Pianos are tuned using the equal temperament system in which there are
12 equally spaced notes per octave, and the ratio of frequencies
between adjacent notes is the 12th root of 2. In practice, when a real
piano is tuned, the high notes are tuned somewhat sharp (higher in
frequency) than would be predicted from equal temperament tuning. The
project is to develop software that displays the tuning curve, i.e. the
deviation from equal temperament for all 88 notes of the piano
keyboard. This software running on a laptop will be very useful
for piano tuners who may want to tune to particular curves.

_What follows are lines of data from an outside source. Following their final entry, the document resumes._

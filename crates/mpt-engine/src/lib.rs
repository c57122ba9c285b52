//! Host-side message passing engine for Fusion-MPT storage controllers.
//!
//! The engine sits between storage consumers (SCSI, LAN, RAID management, ...) and one or more
//! controllers reached through a [`Hardware`] implementation:
//!
//! - [`FrameArena`] hands out fixed-size request frames and tracks who owns each one.
//! - [`ChainPool`] turns scatter-gather lists into frame-resident and chained elements.
//! - The doorbell [`Handshake`] carries the small configuration exchanges of bring-up.
//! - [`Ioc::process_replies`] drains the reply FIFO and routes each reply to its consumer.
//! - [`Ioc::bring_up`] and [`Ioc::recover`] drive the controller to OPERATIONAL and back after
//!   faults, notifying consumers through reset handlers.
//!
//! Wire formats live in the `mpt-protocol` crate.

#![forbid(unsafe_code)]

mod arena;
mod bringup;
mod chain;
mod config;
mod context;
mod dispatch;
mod error;
mod eventlog;
mod firmware;
mod handshake;
mod hw;
mod ioc;
mod monitor;
mod pending;
mod poll;
mod registry;
mod reset;
mod sync;

pub use arena::{ArenaStats, Frame, FrameArena, FrameGuard, FrameHandle, SlotState, RELEASED_SENTINEL};
pub use bringup::Phase;
pub use chain::{ChainPool, SgEntry};
pub use config::{CompletionMode, IocConfig};
pub use context::ContextIndex;
pub use dispatch::{DispatchStats, ReplyFrame};
pub use error::{
    BringUpError, ChainError, CommandError, ConfigError, ContextError, DmaError, Error,
    HandshakeError, RegistryError, ReleaseError, Result, Unavailable,
};
pub use eventlog::{EventLog, EventRecord};
pub use handshake::{Handshake, MAX_REQUEST_DWORDS};
pub use hw::{DmaRegion, Hardware};
pub use ioc::{Ioc, Sizing};
pub use monitor::MonitorHandle;
pub use pending::{CommandClass, CommandReply};
pub use poll::{poll_until, retry, Expired};
pub use registry::{
    CallbackIndex, ConsumerClass, EventHandler, Registry, ReplyCallback, ResetHandler, ResetPhase,
    MAX_CONSUMERS,
};

#[cfg(test)]
mod proptests;
//! Asynchronous event notifications.
//!
//! Once event notification is switched on, the IOC answers the original EventNotification
//! request frame with a stream of continuation replies, one per event:
//!
//! ```text
//! byte 0..2   EventDataLength (dwords)
//! byte 2      MsgLength
//! byte 3      Function (0x07)
//! byte 6      AckRequired
//! byte 7      MsgFlags (0x80 while more replies follow)
//! byte 8..12  MsgContext of the original request
//! byte 14..20 IOCStatus, IOCLogInfo
//! byte 20..24 Event
//! byte 24..28 EventContext
//! byte 28..   Data[EventDataLength]
//! ```

use crate::header::{
    ensure_len, read_u16, read_u32, write_u16, write_u32, FUNCTION_BYTE, IOC_LOG_INFO_OFFSET,
    IOC_STATUS_OFFSET, MSG_CONTEXT_OFFSET, MSG_FLAGS_BYTE, MSG_LENGTH_BYTE,
};
use crate::{Function, IocStatus, MsgFlags, WireError};

#[derive(Debug, Clone, Copy, PartialEq, Eq, Hash)]
#[repr(u32)]
pub enum EventCode {
    None = 0x00,
    LogData = 0x01,
    StateChange = 0x02,
    UnitAttention = 0x03,
    IocBusReset = 0x04,
    ExtBusReset = 0x05,
    Rescan = 0x06,
    LinkStatusChange = 0x07,
    LoopStateChange = 0x08,
    Logout = 0x09,
    EventChange = 0x0a,
    IntegratedRaid = 0x0b,
    ScsiDeviceStatusChange = 0x0c,
    OnBusTimerExpired = 0x0d,
    QueueFull = 0x0e,
    SasDeviceStatusChange = 0x0f,
    SasSes = 0x10,
    PersistentTableFull = 0x11,
    SasPhyLinkStatus = 0x12,
    SasDiscoveryError = 0x13,
    IrResyncUpdate = 0x14,
    Ir2 = 0x15,
    SasDiscovery = 0x16,
    SasBroadcastPrimitive = 0x17,
    LogEntryAdded = 0x21,
}

impl EventCode {
    pub fn from_u32(v: u32) -> Option<Self> {
        Some(match v {
            0x00 => Self::None,
            0x01 => Self::LogData,
            0x02 => Self::StateChange,
            0x03 => Self::UnitAttention,
            0x04 => Self::IocBusReset,
            0x05 => Self::ExtBusReset,
            0x06 => Self::Rescan,
            0x07 => Self::LinkStatusChange,
            0x08 => Self::LoopStateChange,
            0x09 => Self::Logout,
            0x0a => Self::EventChange,
            0x0b => Self::IntegratedRaid,
            0x0c => Self::ScsiDeviceStatusChange,
            0x0d => Self::OnBusTimerExpired,
            0x0e => Self::QueueFull,
            0x0f => Self::SasDeviceStatusChange,
            0x10 => Self::SasSes,
            0x11 => Self::PersistentTableFull,
            0x12 => Self::SasPhyLinkStatus,
            0x13 => Self::SasDiscoveryError,
            0x14 => Self::IrResyncUpdate,
            0x15 => Self::Ir2,
            0x16 => Self::SasDiscovery,
            0x17 => Self::SasBroadcastPrimitive,
            0x21 => Self::LogEntryAdded,
            _ => return None,
        })
    }

    pub fn describe(self) -> &'static str {
        match self {
            Self::None => "None",
            Self::LogData => "Log Data",
            Self::StateChange => "State Change",
            Self::UnitAttention => "Unit Attention",
            Self::IocBusReset => "IOC Bus Reset",
            Self::ExtBusReset => "External Bus Reset",
            Self::Rescan => "Bus Rescan Event",
            Self::LinkStatusChange => "Link Status Change",
            Self::LoopStateChange => "Loop State Change",
            Self::Logout => "Logout",
            Self::EventChange => "Event Change",
            Self::IntegratedRaid => "Integrated Raid",
            Self::ScsiDeviceStatusChange => "SCSI Device Status Change",
            Self::OnBusTimerExpired => "On Bus Timer Expired",
            Self::QueueFull => "Queue Full",
            Self::SasDeviceStatusChange => "SAS Device Status Change",
            Self::SasSes => "SAS SES Event",
            Self::PersistentTableFull => "Persistent Table Full",
            Self::SasPhyLinkStatus => "SAS PHY Link Status",
            Self::SasDiscoveryError => "SAS Discovery Error",
            Self::IrResyncUpdate => "IR Resync Update",
            Self::Ir2 => "IR2",
            Self::SasDiscovery => "SAS Discovery",
            Self::SasBroadcastPrimitive => "SAS Broadcast Primitive",
            Self::LogEntryAdded => "Log Entry Added",
        }
    }
}

#[derive(Debug, Clone, PartialEq, Eq, Default)]
pub struct EventNotificationReply {
    pub ack_required: bool,
    pub msg_flags: MsgFlags,
    pub msg_context: u32,
    pub ioc_status: IocStatus,
    pub log_info: u32,
    pub event: u32,
    pub event_context: u32,
    pub data: Vec<u32>,
}

impl EventNotificationReply {
    pub const HEADER_SIZE: usize = 28;

    pub fn code(&self) -> Option<EventCode> {
        EventCode::from_u32(self.event)
    }

    pub fn describe(&self) -> &'static str {
        self.code().map_or("Unknown event", EventCode::describe)
    }

    pub fn is_continuation(&self) -> bool {
        self.msg_flags.contains(MsgFlags::CONTINUATION_REPLY)
    }

    /// For `EventChange`: the new event notification state (non-zero means on).
    pub fn new_event_state(&self) -> Option<u8> {
        if self.code() != Some(EventCode::EventChange) {
            return None;
        }
        self.data.first().map(|d| (d & 0xff) as u8)
    }

    pub fn encoded_len(&self) -> usize {
        Self::HEADER_SIZE + self.data.len() * 4
    }

    pub fn parse(buf: &[u8]) -> Result<Self, WireError> {
        ensure_len(buf, Self::HEADER_SIZE)?;
        if buf[FUNCTION_BYTE] != Function::EventNotification as u8 {
            return Err(WireError::UnexpectedFunction {
                expected: Function::EventNotification as u8,
                found: buf[FUNCTION_BYTE],
            });
        }
        let data_len = read_u16(buf, 0) as usize;
        ensure_len(buf, Self::HEADER_SIZE + data_len * 4)?;
        let data = (0..data_len)
            .map(|i| read_u32(buf, Self::HEADER_SIZE + i * 4))
            .collect();
        Ok(EventNotificationReply {
            ack_required: buf[6] != 0,
            msg_flags: MsgFlags::from_bits_retain(buf[MSG_FLAGS_BYTE]),
            msg_context: read_u32(buf, MSG_CONTEXT_OFFSET),
            ioc_status: IocStatus(read_u16(buf, IOC_STATUS_OFFSET)),
            log_info: read_u32(buf, IOC_LOG_INFO_OFFSET),
            event: read_u32(buf, 20),
            event_context: read_u32(buf, 24),
            data,
        })
    }

    pub fn to_bytes(&self) -> Vec<u8> {
        let mut buf = vec![0u8; self.encoded_len()];
        write_u16(&mut buf, 0, self.data.len() as u16);
        buf[MSG_LENGTH_BYTE] = (buf.len() / 4) as u8;
        buf[FUNCTION_BYTE] = Function::EventNotification as u8;
        buf[6] = self.ack_required as u8;
        buf[MSG_FLAGS_BYTE] = self.msg_flags.bits();
        write_u32(&mut buf, MSG_CONTEXT_OFFSET, self.msg_context);
        write_u16(&mut buf, IOC_STATUS_OFFSET, self.ioc_status.0);
        write_u32(&mut buf, IOC_LOG_INFO_OFFSET, self.log_info);
        write_u32(&mut buf, 20, self.event);
        write_u32(&mut buf, 24, self.event_context);
        for (i, d) in self.data.iter().enumerate() {
            write_u32(&mut buf, Self::HEADER_SIZE + i * 4, *d);
        }
        buf
    }
}

#[cfg(test)]
mod tests {
    use super::*;

    #[test]
    fn event_reply_layout() {
        let reply = EventNotificationReply {
            ack_required: true,
            msg_flags: MsgFlags::CONTINUATION_REPLY,
            msg_context: 0x0001_0002,
            event: EventCode::EventChange as u32,
            event_context: 9,
            data: vec![1],
            ..Default::default()
        };
        let bytes = reply.to_bytes();
        assert_eq!(bytes.len(), 32);
        assert_eq!(&bytes[0..2], &[1, 0]);
        assert_eq!(bytes[2], 8);
        assert_eq!(bytes[3], 0x07);
        assert_eq!(bytes[6], 1);
        assert_eq!(bytes[7], 0x80);
        assert_eq!(&bytes[20..24], &[0x0a, 0, 0, 0]);

        let back = EventNotificationReply::parse(&bytes).unwrap();
        assert_eq!(back, reply);
        assert_eq!(back.new_event_state(), Some(1));
        assert_eq!(back.describe(), "Event Change");
    }

    #[test]
    fn truncated_data_is_rejected() {
        let reply = EventNotificationReply {
            event: EventCode::LogData as u32,
            data: vec![1, 2, 3],
            ..Default::default()
        };
        let bytes = reply.to_bytes();
        assert!(EventNotificationReply::parse(&bytes[..32]).is_err());
        assert_eq!(reply.new_event_state(), None);
    }

    #[test]
    fn unknown_codes() {
        assert_eq!(EventCode::from_u32(0x18), None);
        assert_eq!(EventCode::from_u32(0x21), Some(EventCode::LogEntryAdded));
        let reply = EventNotificationReply {
            event: 0x99,
            ..Default::default()
        };
        assert_eq!(reply.describe(), "Unknown event");
    }
}
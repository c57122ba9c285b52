//! Reply dispatch.
//!
//! [`Ioc::process_replies`] is the engine's interrupt handler: it pops descriptors off the reply
//! FIFO until it reads empty, resolves each one to the frame that caused it and hands the reply
//! to the frame's owner. Replies are handled strictly in the order the controller posted them;
//! concurrent callers serialize on the dispatch lock.
//!
//! Anything that does not resolve (a turbo type we do not know, a callback index nobody holds, a
//! context pointing at a free frame, an address outside the reply ring) is logged and dropped.
//! No frame is released on behalf of a reply that could not be attributed.

use std::sync::atomic::{AtomicU64, Ordering};

use mpt_protocol::header::{DEFAULT_REPLY_SIZE, MSG_LENGTH_BYTE};
use mpt_protocol::regs::REPLY_FIFO_EMPTY;
use mpt_protocol::{
    DefaultReply, IocStatus, MsgContext, Register, ReplyDescriptor, TurboReply, WireError,
};

use crate::context::ContextIndex;
use crate::ioc::Ioc;
use crate::registry::CallbackIndex;
use crate::sync::lock;

/// A full reply frame copied out of the reply ring.
#[derive(Debug, Clone, PartialEq, Eq)]
pub struct ReplyFrame {
    bytes: Vec<u8>,
    header: DefaultReply,
}

impl ReplyFrame {
    /// Wraps raw reply bytes, trimming them to the length the reply declares.
    pub fn parse(mut bytes: Vec<u8>) -> Result<Self, WireError> {
        let header = DefaultReply::parse(&bytes)?;
        let declared = bytes[MSG_LENGTH_BYTE] as usize * 4;
        if declared >= DEFAULT_REPLY_SIZE && declared < bytes.len() {
            bytes.truncate(declared);
        }
        Ok(ReplyFrame { bytes, header })
    }

    pub fn bytes(&self) -> &[u8] {
        &self.bytes
    }

    pub fn header(&self) -> &DefaultReply {
        &self.header
    }

    pub fn function(&self) -> u8 {
        self.header.function
    }

    pub fn ioc_status(&self) -> IocStatus {
        self.header.ioc_status
    }

    pub fn log_info(&self) -> u32 {
        self.header.log_info
    }

    pub fn msg_context(&self) -> MsgContext {
        MsgContext::from_u32(self.header.msg_context)
    }

    pub fn is_continuation(&self) -> bool {
        self.header.is_continuation()
    }
}

/// Counters kept by the dispatcher.
#[derive(Debug, Default)]
pub(crate) struct DispatchCounters {
    pub(crate) address: AtomicU64,
    pub(crate) turbo: AtomicU64,
    pub(crate) dropped: AtomicU64,
}

#[derive(Debug, Clone, Copy, PartialEq, Eq, Default)]
pub struct DispatchStats {
    pub address_replies: u64,
    pub turbo_replies: u64,
    pub dropped: u64,
}

impl DispatchCounters {
    pub(crate) fn snapshot(&self) -> DispatchStats {
        DispatchStats {
            address_replies: self.address.load(Ordering::Relaxed),
            turbo_replies: self.turbo.load(Ordering::Relaxed),
            dropped: self.dropped.load(Ordering::Relaxed),
        }
    }

    fn drop_one(&self) {
        self.dropped.fetch_add(1, Ordering::Relaxed);
    }
}

impl Ioc {
    /// Drains the reply FIFO. Returns the number of descriptors read.
    ///
    /// Reply callbacks run on the calling thread with the dispatch lock held; they must not wait
    /// for another command's reply.
    pub fn process_replies(&self) -> usize {
        let _order = lock(&self.dispatch_lock);
        let mut seen = 0;
        loop {
            let raw = self.hw.read_reg(Register::ReplyQueue);
            if raw == REPLY_FIFO_EMPTY {
                break;
            }
            seen += 1;
            self.dispatch_one(raw);
        }
        seen
    }

    fn dispatch_one(&self, raw: u32) {
        match ReplyDescriptor::decode(raw) {
            Err(err) => {
                tracing::error!(ioc = %self.name, raw = format_args!("{raw:#010x}"), %err, "dropping reply descriptor");
                self.counters.drop_one();
            }
            Ok(ReplyDescriptor::Turbo(TurboReply::ScsiInitiator { context })) => {
                self.counters.turbo.fetch_add(1, Ordering::Relaxed);
                tracing::trace!(ioc = %self.name, req_idx = context.req_idx, cb_idx = context.cb_idx, "turbo reply");
                self.complete(context, None);
            }
            Ok(ReplyDescriptor::Turbo(TurboReply::ScsiTarget { io_index })) => {
                self.counters.turbo.fetch_add(1, Ordering::Relaxed);
                tracing::debug!(ioc = %self.name, io_index, "target-mode turbo reply without a consumer");
            }
            Ok(ReplyDescriptor::Turbo(TurboReply::Lan { raw })) => {
                self.counters.turbo.fetch_add(1, Ordering::Relaxed);
                tracing::debug!(ioc = %self.name, raw = format_args!("{raw:#010x}"), "LAN turbo reply without a consumer");
            }
            Ok(ReplyDescriptor::Address { frame_addr }) => self.address_reply(frame_addr),
        }
    }

    fn address_reply(&self, frame_addr: u64) {
        let Some(q) = self.queues.get() else {
            tracing::error!(ioc = %self.name, frame_addr, "address reply before queues exist");
            self.counters.drop_one();
            return;
        };
        let size = q.reply_frame_size;
        let in_ring = q.reply_ring.contains(frame_addr, size)
            && (frame_addr - q.reply_ring.bus_addr) % size as u64 == 0;
        if !in_ring {
            tracing::error!(
                ioc = %self.name,
                frame_addr = format_args!("{frame_addr:#x}"),
                "reply frame outside the reply ring; not re-posted"
            );
            self.counters.drop_one();
            return;
        }
        self.counters.address.fetch_add(1, Ordering::Relaxed);

        let mut bytes = vec![0u8; size];
        self.hw.read_dma(frame_addr, &mut bytes);
        match ReplyFrame::parse(bytes) {
            Ok(reply) => {
                let status = reply.ioc_status();
                if status.log_info_available() {
                    let detail = self.bus_type().decoder().decode(reply.log_info());
                    tracing::warn!(
                        ioc = %self.name,
                        function = reply.function(),
                        %status,
                        log_info = format_args!("{:#010x}", reply.log_info()),
                        %detail,
                        "reply carries log info"
                    );
                } else if !status.is_success() {
                    tracing::debug!(ioc = %self.name, function = reply.function(), %status, "reply status");
                }
                self.complete(reply.msg_context(), Some(&reply));
            }
            Err(err) => {
                tracing::error!(ioc = %self.name, %err, "malformed reply frame dropped");
                self.counters.drop_one();
            }
        }

        self.hw.write_reg(Register::ReplyQueue, frame_addr as u32);
    }

    fn complete(&self, ctx: MsgContext, reply: Option<&ReplyFrame>) {
        let Some(cb) = CallbackIndex::new(ctx.cb_idx) else {
            tracing::warn!(ioc = %self.name, cb_idx = ctx.cb_idx, req_idx = ctx.req_idx, "reply for invalid callback index dropped");
            self.counters.drop_one();
            return;
        };
        let Some(callback) = self.registry.reply_callback(cb) else {
            tracing::warn!(ioc = %self.name, cb_idx = ctx.cb_idx, req_idx = ctx.req_idx, "reply for unregistered consumer dropped");
            self.counters.drop_one();
            return;
        };
        let Some(q) = self.queues.get() else {
            self.counters.drop_one();
            return;
        };

        let index = ContextIndex(ctx.req_idx);
        let release = {
            let mut frame = match q.arena.resolve_submitted(index, cb) {
                Ok(frame) => frame,
                Err(err) => {
                    tracing::error!(ioc = %self.name, %err, "reply does not resolve to a frame");
                    self.counters.drop_one();
                    return;
                }
            };
            callback(self, &mut frame, reply)
        };

        if release {
            q.chains.release_for_request(index.0);
            if let Err(err) = q.arena.release(index.0) {
                tracing::warn!(ioc = %self.name, %err, "frame already released by its consumer");
            }
        }
    }
}

#[cfg(test)]
mod tests {
    use super::*;
    use mpt_protocol::{Function, MsgFlags};

    #[test]
    fn reply_frame_trims_to_declared_length() {
        let mut bytes = DefaultReply::new(Function::PortEnable, 0x0002_0005, IocStatus(0x8002))
            .to_bytes()
            .to_vec();
        bytes.resize(80, 0xee);
        let reply = ReplyFrame::parse(bytes).unwrap();
        assert_eq!(reply.bytes().len(), DEFAULT_REPLY_SIZE);
        assert_eq!(reply.function(), Function::PortEnable as u8);
        assert_eq!(reply.msg_context(), MsgContext::new(5, 2));
        assert!(reply.ioc_status().log_info_available());
        assert!(!reply.is_continuation());
    }

    #[test]
    fn continuation_flag_is_visible() {
        let mut header = DefaultReply::new(Function::EventNotification, 0, IocStatus(0));
        header.msg_flags = MsgFlags::CONTINUATION_REPLY;
        let reply = ReplyFrame::parse(header.to_bytes().to_vec()).unwrap();
        assert!(reply.is_continuation());
    }

    #[test]
    fn short_reply_is_rejected() {
        assert!(ReplyFrame::parse(vec![0; 8]).is_err());
    }
}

It
could also be used to perform Piano Tuning Archeology, where it listens
to an old piano recording and determines the piano tuning that was
used. The challenge is to use digital signal processing techniques to
accurately measure the frequency of each note played, especially when
multiple notes are played together. The software will be tested by a
professional piano tuner who tunes the pianos for the UVic School of
Music.
PD8 Spinning Sound Source
(SSS)
Rotating speaker systems such as the Leslie
http://en.wikipedia.org/wiki/Leslie_speaker) have been used since the
early 1940s to create interesting sounds effects with instruments, in
particular, Hammond organs. The aim of this project is to develop
a sound system involving a pair(s) of small high powered speakers that
can be rotated flexibly in space and driven from musical instruments or
other sources. The rotational speed, and position in space
extends the range of sounds that can be achieved by an instrument while
providing an interesting visual appearance for live performance.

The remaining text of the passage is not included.